İlk çıkan ve 1982 doğumlu olduğunu söyleyen genç bayana sorulan soru şuydu: “SHP Genel Başkanlığı ve Dışişleri Bakanlığı yapan siyaset ve bilim adamı kimdir?”. Şıklarda bulunan isimler de: “Deniz Baykal, İsmail Cem, Erdal İnönü, Mümtaz Soysal”. Peki bu genç bayan ne cevap verdi!? İsmail Cem.
Soruda cevabı belirleyen 3 kriter var; SHP Genel Başkanlığı, Dışişleri Bakanlığı ve aynı zamanda bilim adamlığı. Bu üçünü bir arada bulunduran tek isim de Erdal İnönü.

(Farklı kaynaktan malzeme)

mod common;

use std::collections::{BTreeMap, BTreeSet};
use std::fs;

use adkins_house::GameState;
use common::{log_lines, new_game, run};

fn room_sets(game: &GameState) -> BTreeMap<String, BTreeSet<String>> {
    game.world
        .rooms
        .iter()
        .map(|(name, room)| (name.clone(), room.items.iter().cloned().collect()))
        .collect()
}

#[test]
fn save_then_load_restores_everything() {
    let (_dir, mut game) = new_game();
    run(&mut game, "pick up flashlight");
    run(&mut game, "move south");
    run(&mut game, "pick up coin");
    run(&mut game, "move east");

    let room = game.player.current_room.clone();
    let inventory: BTreeSet<String> = game.player.inventory.iter().cloned().collect();
    let rooms = room_sets(&game);

    run(&mut game, "save");

    // wander off and change things before loading
    run(&mut game, "pick up map");
    run(&mut game, "move west");
    run(&mut game, "move north");

    run(&mut game, "load");

    assert_eq!(game.player.current_room, room);
    assert_eq!(game.player.current_room, "Secret Study");
    let restored: BTreeSet<String> = game.player.inventory.iter().cloned().collect();
    assert_eq!(restored, inventory);
    assert_eq!(room_sets(&game), rooms);
    assert_eq!(game.world.room("Secret Study").unwrap().items, vec!["Map"]);
}

#[test]
fn partial_save_does_not_duplicate_items() {
    let (_dir, mut game) = new_game();
    fs::write(
        &game.config.save_path,
        "current_room = \"Library\"\ninventory = [\"Book\"]\n",
    )
    .unwrap();

    let out = run(&mut game, "load");
    assert!(out.contains("Game loaded."));
    assert_eq!(game.player.current_room, "Library");
    assert_eq!(game.player.inventory, vec!["Book"]);
    assert!(game.world.room("Library").unwrap().items.is_empty());

    let out = run(&mut game, "pick up book");
    assert!(out.contains("That item isn't here."));
    assert_eq!(game.player.inventory, vec!["Book"]);

    // the other rooms keep what they had
    assert_eq!(game.world.room("Kitchen").unwrap().items, vec!["Key"]);
    assert_eq!(game.world.room("Foyer").unwrap().items, vec!["Flashlight"]);
}

#[test]
fn unknown_room_falls_back_to_foyer() {
    let (_dir, mut game) = new_game();
    run(&mut game, "move north");
    fs::write(
        &game.config.save_path,
        "current_room = \"Ballroom\"\ninventory = [\"Book\"]\n\n[room_items]\nLibrary = []\n",
    )
    .unwrap();

    let out = run(&mut game, "load");
    assert!(out.contains("Game loaded."));
    assert_eq!(game.player.current_room, "Foyer");
    assert_eq!(game.player.inventory, vec!["Book"]);
    assert!(game.world.room("Library").unwrap().items.is_empty());
}

#[test]
fn unknown_items_are_silently_omitted() {
    let (_dir, mut game) = new_game();
    fs::write(
        &game.config.save_path,
        r#"
current_room = "Attic"
inventory = ["Sword", "Key"]

[room_items]
Attic = ["Lantern", "Ghost"]
Kitchen = []
"#,
    )
    .unwrap();

    let out = run(&mut game, "load");
    assert!(out.contains("Game loaded."));
    assert_eq!(game.player.current_room, "Attic");
    assert_eq!(game.player.inventory, vec!["Key"]);
    assert_eq!(game.world.room("Attic").unwrap().items, vec!["Lantern"]);
}

#[test]
fn loading_without_a_save_is_reported() {
    let (_dir, mut game) = new_game();
    let out = run(&mut game, "load");
    assert!(out.contains("Load error: no save file"));
    assert_eq!(game.player.current_room, "Foyer");
    assert!(log_lines(&game).last().unwrap().starts_with("Load error:"));
}

#[test]
fn malformed_save_is_reported() {
    let (_dir, mut game) = new_game();
    fs::write(&game.config.save_path, "current_room = \n").unwrap();

    let out = run(&mut game, "load");
    assert!(out.contains("Load error: malformed save data"));
    assert_eq!(game.player.current_room, "Foyer");
}

#[test]
fn unreadable_save_is_unexpected() {
    let (dir, mut game) = new_game();
    game.config.save_path = dir.path().to_path_buf();

    let out = run(&mut game, "load");
    assert!(out.contains("Unexpected load error:"));
    assert!(
        log_lines(&game)
            .last()
            .unwrap()
            .starts_with("Unexpected load error:")
    );
}

#[test]
fn failed_save_keeps_playing() {
    let (dir, mut game) = new_game();
    game.config.save_path = dir.path().join("no_such_dir").join("savegame.toml");

    let out = run(&mut game, "save");
    assert!(out.contains("Save error:"));
    assert!(run(&mut game, "move north").contains("Library"));
}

Şıklardaki isimlerin hepsi son yıllarda Türkiye siyasetinin göz önünde bulunan simaları. 1982 doğumlu bir genç nasıl olur da bu kişilerin sıfatlarını bilmez. Asıl sorun bu ve bunun gibi gençlerin oy kullanıyor ve bizi yönetecek kişileri seçiyor olması. Hem de 18 – 25 yaş arası gençler seçmen kitlesinin neredeyse dörtte birini oluştururken. İşte iktidarı bu nesil belirliyor.
İleriki günlerde bu konu ile ilgili daha ayrıntılı yorumlarımın ve çözüm önerilerimin bulunacağı bir yazı yazacağım.

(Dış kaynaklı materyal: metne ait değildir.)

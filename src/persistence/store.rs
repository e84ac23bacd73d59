use std::fs;
use std::io;
use std::path::Path;

use super::snapshot::{RestoreReport, SaveData};
use crate::engine::Player;
use crate::errors::PersistenceError;
use crate::world::World;

/// Write the current game to `path`, replacing whatever was there.
pub fn save_game(path: &Path, world: &World, player: &Player) -> Result<(), PersistenceError> {
    let data = SaveData::capture(world, player);
    let contents = toml::to_string(&data)?;
    fs::write(path, contents)?;
    log::debug!("saved game to {}", path.display());
    Ok(())
}

/// Read a save file. Nothing is touched unless the whole file decodes.
pub fn read_save(path: &Path) -> Result<SaveData, PersistenceError> {
    let contents = fs::read_to_string(path).map_err(|e| match e.kind() {
        io::ErrorKind::NotFound => PersistenceError::NotFound(path.to_path_buf()),
        _ => PersistenceError::Io(e),
    })?;
    Ok(toml::from_str(&contents)?)
}

pub fn load_game(
    path: &Path,
    world: &mut World,
    player: &mut Player,
) -> Result<RestoreReport, PersistenceError> {
    let data = read_save(path)?;
    let report = data.restore(world, player);

    if report.fell_back_to_start {
        log::debug!("saved room unknown; player placed in {}", player.current_room);
    }
    if !report.dropped_items.is_empty() {
        log::debug!("dropped unknown items: {}", report.dropped_items.join(", "));
    }
    if !report.duplicate_items.is_empty() {
        log::debug!("kept one copy of: {}", report.duplicate_items.join(", "));
    }
    Ok(report)
}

İkinci yarışmacı da 1978 doğumlu ve üniversite mezunu olduğunu söyleyen bir başka bayan. Ona sorulan soru da, tam hatırlamıyorum ama, ya 1960 ya da 1971 askeri müdahalesinin hangi ayda yapıldığı. Şıklarda da mart, nisan, mayıs ve haziran var.
Lisede okutulan İnkılap Tarihi dersinde yakın tarihimizin siyaseti barındırması nedeniyle çok detaylı incelenmediğini varsayalım. Ancak Türkiye’de tüm üniversitelerde ilk yıl içinde mecburi okutulan İnkılap Tarihi derslerinde Tanzimat’tan 1980 sonrasına kadar yakın tarihimiz ayrıntılı olarak incelenip öğretiliyor. Türkiye’nin yakın tarihine damgasını vuran iki önemli olayın tarihini (27 Mayıs 1960, 12 Mart 1971) üniversite mezunu 25 yaşında bir bayanın bilmemesi de büyük ayıp.

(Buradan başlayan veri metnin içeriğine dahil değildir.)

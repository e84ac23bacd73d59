use std::path::PathBuf;

use thiserror::Error;

use crate::world::ValidationError;

/// Errors raised while building the world from its TOML description.
#[derive(Debug, Error)]
pub enum WorldError {
    /// The world description is not valid TOML or has the wrong shape.
    #[error("world parse error: {0}")]
    Parse(#[from] toml::de::Error),

    /// Two rooms or two items share a name.
    #[error("duplicate {kind} name: {name}")]
    Duplicate { kind: &'static str, name: String },

    /// The built world failed structural validation.
    #[error("invalid world: {}", join_messages(.0))]
    Invalid(Vec<ValidationError>),
}

/// Errors raised while saving or loading game progress.
#[derive(Debug, Error)]
pub enum PersistenceError {
    #[error("no save file at {}", .0.display())]
    NotFound(PathBuf),

    #[error("malformed save data: {0}")]
    Malformed(#[from] toml::de::Error),

    #[error("could not encode save data: {0}")]
    Encode(#[from] toml::ser::Error),

    #[error("io error: {0}")]
    Io(#[from] std::io::Error),
}

impl PersistenceError {
    /// Missing or unreadable save data is an ordinary outcome for `load`;
    /// anything else is reported as unexpected.
    pub fn is_expected(&self) -> bool {
        matches!(self, Self::NotFound(_) | Self::Malformed(_))
    }
}

/// Faults inside a single command step. The command loop reports these and keeps going.
#[derive(Debug, Error)]
pub enum GameError {
    #[error("player is in an unknown room '{0}'")]
    UnknownRoom(String),

    #[error("item '{0}' is not in the catalog")]
    UnknownItem(String),
}

fn join_messages(errors: &[ValidationError]) -> String {
    errors
        .iter()
        .map(|e| e.message.as_str())
        .collect::<Vec<_>>()
        .join("; ")
}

Bu iki örnek, yalnızca televizyonlarda yayınlanan ve bizim gördüğümüz kısmı. Tabiki siyasetle ve yakın tarihimizle ilgilenen, bilgili gençler de yok değil. Ama ne yazık ki yukarıdaki iki örnek gibi bir sürü genç var. Ve gelecek bize, ve aynı zamanda böyle gençlere emanet. Bilmiyorum halimiz ne olacak..?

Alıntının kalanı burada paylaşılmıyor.